(DATA UNDER STUDY)
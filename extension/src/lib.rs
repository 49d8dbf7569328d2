// Keylock autofill browser extension
// All business logic lives in autofill-core; this crate is the wasm glue to the
// browser APIs. The popup (Dioxus) is the cdylib, background and content script
// are separate binaries built without the `popup` feature.

pub mod host;

#[cfg(feature = "popup")]
mod popup;

use autofill_core::ExtensionConfig;

const CONFIG: &str = include_str!("../keylock.toml");

/// Load the bundled config and start logging for one extension context.
pub fn init_context(context: &str) -> ExtensionConfig {
    let (config, invalid) = match ExtensionConfig::from_toml_str(CONFIG) {
        Ok(config) => (config, None),
        Err(e) => (ExtensionConfig::default(), Some(e)),
    };

    wasm_logger::init(wasm_logger::Config::new(config.level()));
    if let Some(e) = invalid {
        log::error!("Invalid keylock.toml, using defaults: {:#}", e);
    }
    log::info!("Keylock {} starting...", context);

    config
}
use async_trait::async_trait;
use autofill_core::error::{BridgeError, Result};
use autofill_core::host::TabMessenger;
use autofill_core::protocol::FillCommand;
use wasm_bindgen::prelude::*;
use wasm_bindgen_futures::JsFuture;

use super::{js_error, to_js};

#[wasm_bindgen]
extern "C" {
    #[wasm_bindgen(js_namespace = ["browser", "tabs"], js_name = sendMessage, catch)]
    fn tabs_send_message(tab_id: i32, message: &JsValue) -> std::result::Result<js_sys::Promise, JsValue>;
}

/// background -> content script in a given tab.
pub struct BrowserTabs;

#[async_trait(?Send)]
impl TabMessenger for BrowserTabs {
    async fn send_fill(&self, tab_id: i32, command: &FillCommand) -> Result<bool> {
        let messaging = |e: JsValue| BridgeError::Messaging(js_error(&e));

        let message = to_js(command).map_err(messaging)?;
        let promise = tabs_send_message(tab_id, &message).map_err(messaging)?;
        let response = JsFuture::from(promise).await.map_err(messaging)?;

        Ok(response.as_bool().unwrap_or(false))
    }
}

(EXERCISE)
Using the material above, quote the first line and each line after it, stopping at and including the line that holds "use autofill_core::protocol::FillCommand;".

(PROBLEM SOLUTION)
filename extension/src/lib.rs
repository 49d8dbf7569328d2
// Keylock autofill browser extension
// All business logic lives in autofill-core; this crate is the wasm glue to the
// browser APIs. The popup (Dioxus) is the cdylib, background and content script
// are separate binaries built without the `popup` feature.

pub mod host;

#[cfg(feature = "popup")]
mod popup;

use autofill_core::ExtensionConfig;

const CONFIG: &str = include_str!("../keylock.toml");

/// Load the bundled config and start logging for one extension context.
pub fn init_context(context: &str) -> ExtensionConfig {
    let (config, invalid) = match ExtensionConfig::from_toml_str(CONFIG) {
        Ok(config) => (config, None),
        Err(e) => (ExtensionConfig::default(), Some(e)),
    };

    wasm_logger::init(wasm_logger::Config::new(config.level()));
    if let Some(e) = invalid {
        log::error!("Invalid keylock.toml, using defaults: {:#}", e);
    }
    log::info!("Keylock {} starting...", context);

    config
}
use async_trait::async_trait;
use autofill_core::error::{BridgeError, Result};
use autofill_core::host::TabMessenger;
use autofill_core::protocol::FillCommand;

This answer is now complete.